A score is calculated by using age, then adding points based on the various factors present. Patients are then stratified by their score into five severity classes of increasing risk of death and other adverse outcomes.
A validation study demonstrated that patients in PESI class I (no more than 65 points) and class II (66–85 points) had a 30-day mortality of 1.6% or less and 3.5% or less, respectively (Am. J. Respir. Crit. Care Med. 2005;172:1041–6). Nonfatal cardiogenic shock or cardiorespiratory arrest occurred in 1% or less in class I and 1.3% or less in class II, and no patient in these two classes had nonfatal bleeding or recurrent venous thromboembolism, Dr. Moores said at the annual meeting of the American College of Chest Physicians (ACCP).
The Geneva score has been validated in two studies and uses six factors to stratify patients as low risk (up to 2 points) or high risk (3 points or more).
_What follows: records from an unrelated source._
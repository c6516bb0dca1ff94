//! Token registry — device registration and lifecycle.

use std::sync::Arc;

use uuid::Uuid;

use herald_common::error::AppError;
use herald_common::types::{Platform, PushToken, TokenRegistration, redact_token};

use crate::expo::is_expo_push_token;
use crate::store::NotificationStore;

/// Registers, lists, and deactivates device push tokens.
#[derive(Clone)]
pub struct TokenRegistry {
    store: Arc<dyn NotificationStore>,
}

impl TokenRegistry {
    pub fn new(store: Arc<dyn NotificationStore>) -> Self {
        Self { store }
    }

    /// Register a device, or reactivate it if the token is already known.
    ///
    /// Fails with `AppError::Validation` (and writes nothing) when the token is
    /// not in a format the push provider accepts.
    pub async fn register(
        &self,
        push_token: &str,
        platform: Platform,
        device_info: serde_json::Value,
        user_id: Option<Uuid>,
    ) -> Result<PushToken, AppError> {
        if !is_expo_push_token(push_token) {
            tracing::warn!(token = %redact_token(push_token), "Rejected malformed push token");
            return Err(AppError::Validation("Invalid Expo push token".to_string()));
        }

        let registration = TokenRegistration {
            push_token: push_token.to_string(),
            platform,
            device_info,
            user_id,
        };

        let token = self.store.upsert_token(&registration).await.map_err(|e| {
            tracing::error!(error = %e, "Failed to register push token");
            e
        })?;

        tracing::info!(
            token = %redact_token(push_token),
            platform = %platform,
            token_id = %token.id,
            "Push token registered"
        );
        Ok(token)
    }

    /// Mark a token inactive. Never fails: a missing token or a storage error
    /// is logged and swallowed. Returns `true` when a record was updated.
    pub async fn deactivate(&self, push_token: &str) -> bool {
        match self.store.set_token_active(push_token, false).await {
            Ok(true) => {
                tracing::info!(token = %redact_token(push_token), "Push token deactivated");
                true
            }
            Ok(false) => {
                tracing::debug!(
                    token = %redact_token(push_token),
                    "Deactivation requested for unknown push token"
                );
                false
            }
            Err(e) => {
                tracing::error!(
                    token = %redact_token(push_token),
                    error = %e,
                    "Failed to deactivate push token"
                );
                false
            }
        }
    }

    pub async fn count_active(&self) -> Result<i64, AppError> {
        self.store.count_active_tokens().await
    }

    pub async fn list_active(&self) -> Result<Vec<PushToken>, AppError> {
        self.store.list_active_tokens().await
    }
}
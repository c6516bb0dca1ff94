//! Push provider seam — tickets, receipts, and the error vocabulary shared by
//! the dispatcher and the receipt reconciler.

use std::collections::HashMap;

use async_trait::async_trait;
use serde::{Deserialize, Serialize};
use thiserror::Error;

use crate::message::PushMessage;

/// Maximum number of messages the provider accepts in one send request.
pub const MAX_MESSAGES_PER_CHUNK: usize = 100;

/// Maximum number of receipt ids the provider accepts in one receipts request.
pub const MAX_RECEIPT_IDS_PER_BATCH: usize = 300;

/// Error details attached to an error ticket or receipt.
#[derive(Debug, Clone, Default, PartialEq, Eq, Serialize, Deserialize)]
pub struct ErrorDetails {
    #[serde(default, skip_serializing_if = "Option::is_none")]
    pub error: Option<String>,
}

/// Provider error codes the pipeline reacts to.
#[derive(Debug, Clone, PartialEq, Eq)]
pub enum PushErrorCode {
    DeviceNotRegistered,
    MessageTooBig,
    MessageRateExceeded,
    MismatchSenderId,
    InvalidCredentials,
    Other(String),
}

impl From<&str> for PushErrorCode {
    fn from(code: &str) -> Self {
        match code {
            "DeviceNotRegistered" => PushErrorCode::DeviceNotRegistered,
            "MessageTooBig" => PushErrorCode::MessageTooBig,
            "MessageRateExceeded" => PushErrorCode::MessageRateExceeded,
            "MismatchSenderId" => PushErrorCode::MismatchSenderId,
            "InvalidCredentials" => PushErrorCode::InvalidCredentials,
            other => PushErrorCode::Other(other.to_string()),
        }
    }
}

impl std::fmt::Display for PushErrorCode {
    fn fmt(&self, f: &mut std::fmt::Formatter<'_>) -> std::fmt::Result {
        match self {
            PushErrorCode::DeviceNotRegistered => write!(f, "DeviceNotRegistered"),
            PushErrorCode::MessageTooBig => write!(f, "MessageTooBig"),
            PushErrorCode::MessageRateExceeded => write!(f, "MessageRateExceeded"),
            PushErrorCode::MismatchSenderId => write!(f, "MismatchSenderId"),
            PushErrorCode::InvalidCredentials => write!(f, "InvalidCredentials"),
            PushErrorCode::Other(code) => write!(f, "{}", code),
        }
    }
}

/// The provider's immediate acknowledgement for one submitted message.
#[derive(Debug, Clone, PartialEq, Eq, Serialize, Deserialize)]
#[serde(tag = "status", rename_all = "lowercase")]
pub enum PushTicket {
    Ok {
        /// Receipt id used later for reconciliation
        id: String,
    },
    Error {
        message: String,
        #[serde(default, skip_serializing_if = "Option::is_none")]
        details: Option<ErrorDetails>,
    },
}

impl PushTicket {
    /// Error ticket produced locally when the provider never answered for a message.
    pub fn synthesized(message: impl Into<String>) -> Self {
        PushTicket::Error {
            message: message.into(),
            details: None,
        }
    }

    pub fn error_code(&self) -> Option<PushErrorCode> {
        match self {
            PushTicket::Ok { .. } => None,
            PushTicket::Error { details, .. } => details
                .as_ref()
                .and_then(|d| d.error.as_deref())
                .map(PushErrorCode::from),
        }
    }
}

/// The provider's delayed confirmation of the delivery outcome for an accepted ticket.
#[derive(Debug, Clone, PartialEq, Eq, Serialize, Deserialize)]
#[serde(tag = "status", rename_all = "lowercase")]
pub enum PushReceipt {
    Ok,
    Error {
        message: String,
        #[serde(default, skip_serializing_if = "Option::is_none")]
        details: Option<ErrorDetails>,
    },
}

impl PushReceipt {
    pub fn error_code(&self) -> Option<PushErrorCode> {
        match self {
            PushReceipt::Ok => None,
            PushReceipt::Error { details, .. } => details
                .as_ref()
                .and_then(|d| d.error.as_deref())
                .map(PushErrorCode::from),
        }
    }
}

/// Failure of a whole provider request (as opposed to a per-message error ticket).
#[derive(Debug, Error)]
pub enum ProviderError {
    #[error("push provider returned HTTP {status}: {body}")]
    Http { status: u16, body: String },

    #[error("push provider request failed: {message}")]
    Network { message: String, retryable: bool },

    #[error("push provider rejected the request: {0}")]
    Rejected(String),

    #[error("push provider response could not be decoded: {0}")]
    Decode(String),
}

impl ProviderError {
    /// Whether the request may succeed if sent again: HTTP 429/5xx, timeouts,
    /// connect failures, and connections dropped mid-request.
    pub fn is_retryable(&self) -> bool {
        match self {
            ProviderError::Http { status, .. } => *status == 429 || (500..600).contains(status),
            ProviderError::Network { retryable, .. } => *retryable,
            ProviderError::Rejected(_) | ProviderError::Decode(_) => false,
        }
    }
}

impl From<reqwest::Error> for ProviderError {
    fn from(e: reqwest::Error) -> Self {
        if e.is_decode() {
            return ProviderError::Decode(e.to_string());
        }
        let retryable = e.is_timeout() || e.is_connect() || e.is_request();
        ProviderError::Network {
            message: e.to_string(),
            retryable,
        }
    }
}

/// A push delivery service (Expo in production, scripted fakes in tests).
#[async_trait]
pub trait PushProvider: Send + Sync {
    /// Submit one chunk of at most [`MAX_MESSAGES_PER_CHUNK`] messages.
    /// Tickets are returned in message order.
    async fn send_chunk(&self, messages: &[PushMessage]) -> Result<Vec<PushTicket>, ProviderError>;

    /// Fetch receipts for at most [`MAX_RECEIPT_IDS_PER_BATCH`] receipt ids.
    /// Ids the provider has no receipt for are absent from the map.
    async fn fetch_receipts(
        &self,
        receipt_ids: &[String],
    ) -> Result<HashMap<String, PushReceipt>, ProviderError>;
}
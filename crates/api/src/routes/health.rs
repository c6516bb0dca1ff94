//! Health check endpoint.

use axum::routing::get;
use axum::{Json, Router};
use serde_json::json;

use crate::state::AppState;

pub fn router() -> Router<AppState> {
    Router::new().route("/health", get(health_check))
}

async fn health_check() -> Json<serde_json::Value> {
    Json(json!({
        "status": "ok",
        "service": "herald-api",
        "version": env!("CARGO_PKG_VERSION")
    }))
}
//! Push notification pipeline: device registry, dispatch through the Expo
//! push service, notification history, and deferred receipt reconciliation.

pub mod dispatcher;
pub mod expo;
pub mod history;
pub mod lease;
pub mod message;
pub mod provider;
pub mod reconciler;
pub mod registry;
pub mod store;

#[cfg(test)]
pub(crate) mod test_support;
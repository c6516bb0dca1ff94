//! Expo push API client.
//!
//! Speaks the two endpoints the pipeline needs:
//! - `POST {base}/push/send` — submit a chunk of messages, one ticket per message
//! - `POST {base}/push/getReceipts` — look up delivery receipts by ticket id

use std::collections::HashMap;
use std::time::Duration;

use async_trait::async_trait;
use reqwest::{Client, Response};
use serde::Deserialize;
use serde_json::json;

use crate::message::PushMessage;
use crate::provider::{ProviderError, PushProvider, PushReceipt, PushTicket};

/// Per-request timeout for calls to the push service.
pub const REQUEST_TIMEOUT: Duration = Duration::from_secs(30);

/// Check whether a token has a shape Expo will accept.
///
/// Accepts `ExponentPushToken[...]`, `ExpoPushToken[...]`, and bare
/// hyphenated 8-4-4-4-12 alphanumeric ids.
pub fn is_expo_push_token(token: &str) -> bool {
    let bracketed = ["ExponentPushToken[", "ExpoPushToken["].iter().any(|prefix| {
        token
            .strip_prefix(prefix)
            .and_then(|rest| rest.strip_suffix(']'))
            .is_some_and(|inner| !inner.is_empty())
    });

    bracketed || is_hyphenated_id(token)
}

fn is_hyphenated_id(token: &str) -> bool {
    let groups: Vec<&str> = token.split('-').collect();
    groups.len() == 5
        && groups
            .iter()
            .zip([8usize, 4, 4, 4, 12])
            .all(|(group, len)| group.len() == len && group.chars().all(|c| c.is_ascii_alphanumeric()))
}

#[derive(Debug, Deserialize)]
struct ApiError {
    #[serde(default)]
    code: Option<String>,
    #[serde(default)]
    message: Option<String>,
}

#[derive(Debug, Deserialize)]
struct SendResponse {
    #[serde(default)]
    data: Vec<PushTicket>,
    #[serde(default)]
    errors: Vec<ApiError>,
}

#[derive(Debug, Deserialize)]
struct ReceiptsResponse {
    #[serde(default)]
    data: HashMap<String, PushReceipt>,
    #[serde(default)]
    errors: Vec<ApiError>,
}

fn describe(errors: &[ApiError]) -> String {
    errors
        .iter()
        .map(|e| {
            format!(
                "{}: {}",
                e.code.as_deref().unwrap_or("UNKNOWN"),
                e.message.as_deref().unwrap_or("")
            )
        })
        .collect::<Vec<_>>()
        .join("; ")
}

/// HTTP client for the Expo push service.
pub struct ExpoClient {
    http_client: Client,
    base_url: String,
    access_token: Option<String>,
}

impl ExpoClient {
    pub fn new(base_url: impl Into<String>, access_token: Option<String>) -> Result<Self, ProviderError> {
        let http_client = Client::builder().timeout(REQUEST_TIMEOUT).build()?;
        Ok(Self {
            http_client,
            base_url: base_url.into().trim_end_matches('/').to_string(),
            access_token,
        })
    }

    async fn post(&self, path: &str, body: &serde_json::Value) -> Result<Response, ProviderError> {
        let mut request = self
            .http_client
            .post(format!("{}{}", self.base_url, path))
            .header("Accept", "application/json")
            .json(body);

        if let Some(token) = &self.access_token {
            request = request.bearer_auth(token);
        }

        let response = request.send().await?;
        let status = response.status();
        if !status.is_success() {
            let body = response.text().await.unwrap_or_default();
            return Err(ProviderError::Http {
                status: status.as_u16(),
                body,
            });
        }

        Ok(response)
    }
}

#[async_trait]
impl PushProvider for ExpoClient {
    async fn send_chunk(&self, messages: &[PushMessage]) -> Result<Vec<PushTicket>, ProviderError> {
        let body = serde_json::to_value(messages).map_err(|e| ProviderError::Decode(e.to_string()))?;
        let response: SendResponse = self.post("/push/send", &body).await?.json().await?;

        if response.data.is_empty() && !response.errors.is_empty() {
            return Err(ProviderError::Rejected(describe(&response.errors)));
        }

        tracing::debug!(
            messages = messages.len(),
            tickets = response.data.len(),
            "Expo accepted push chunk"
        );
        Ok(response.data)
    }

    async fn fetch_receipts(
        &self,
        receipt_ids: &[String],
    ) -> Result<HashMap<String, PushReceipt>, ProviderError> {
        let body = json!({ "ids": receipt_ids });
        let response: ReceiptsResponse = self.post("/push/getReceipts", &body).await?.json().await?;

        if response.data.is_empty() && !response.errors.is_empty() {
            return Err(ProviderError::Rejected(describe(&response.errors)));
        }

        Ok(response.data)
    }
}
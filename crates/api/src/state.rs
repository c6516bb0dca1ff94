//! Shared application state for the Axum API server.

use std::sync::Arc;
use std::time::Duration;

use herald_common::config::AppConfig;
use herald_notifier::dispatcher::{Dispatcher, DispatcherConfig};
use herald_notifier::provider::PushProvider;
use herald_notifier::reconciler::ReceiptReconciler;
use herald_notifier::registry::TokenRegistry;
use herald_notifier::store::NotificationStore;

/// Application state shared across all route handlers via Axum `State`.
#[derive(Clone)]
pub struct AppState {
    pub store: Arc<dyn NotificationStore>,
    pub registry: TokenRegistry,
    pub dispatcher: Arc<Dispatcher>,
    pub reconciler: ReceiptReconciler,
    pub config: AppConfig,
}

impl AppState {
    pub fn new(
        store: Arc<dyn NotificationStore>,
        provider: Arc<dyn PushProvider>,
        config: AppConfig,
    ) -> Self {
        let reconciler = ReceiptReconciler::new(
            store.clone(),
            provider.clone(),
            Duration::from_secs(config.receipt_check_delay_secs),
        );
        let dispatcher = Dispatcher::new(
            store.clone(),
            provider,
            reconciler.clone(),
            DispatcherConfig::from(&config),
        );

        Self {
            registry: TokenRegistry::new(store.clone()),
            store,
            dispatcher: Arc::new(dispatcher),
            reconciler,
            config,
        }
    }
}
Those factors are cancer, heart failure, previous deep vein thrombosis, systolic BP less than 100 mm Hg, arterial oxygen pressure less than 60 mm Hg, and deep vein thrombosis on ultrasound. Of 180 low-risk patients, only 4 (2%) had an adverse outcome, compared with 23 of 88 (26%) high-risk patients (Thromb. Haemost. 2000;84:548–52).
Dr. Moores acknowledged that the PESI model is “harder to get your hands around” than the Geneva model, but said some of the most intriguing data of 2007 suggests that the PESI is “more accurate and clinically useful.” An independent, head-to-head comparison in which the models were retrospectively applied to a cohort of 599 patients with objectively confirmed PE, indicated a 30-day mortality in Geneva low-risk patients of 5.6%, compared with a mortality in PESI low-risk (class I and class II) patients of 0.9% (Chest 2007;132:24–30). The PESI classified significantly fewer patients as low risk than did the Geneva model (36% vs. 84%), but the area under the receiver operating characteristic curve was higher for the PESI (0.76 vs. 0.61).
“More patients can be classified via Geneva as low risk, but the difference in mortality rates between the two systems suggests doing it more safely with the PESI,” she said.
Dr. Moores suggests that patients with a higher PESI class (class III-IV) should be observed in the ICU or a telemetry unit for the first 24 hours. In addition, clinicians should consider evaluating biomarkers in these patients such as troponin, brain natriuretic peptide, and N-terminal pro-brain natriuretic peptide levels, which when elevated have been correlated with PE death.
An audience member asked if the PESI or Geneva models can be used to select patients for thrombolysis, but Dr. Moores said the predictive values drop off in higher risk patients. “Where the crossover point is to say a patient needs thrombolysis is not yet available,” she said.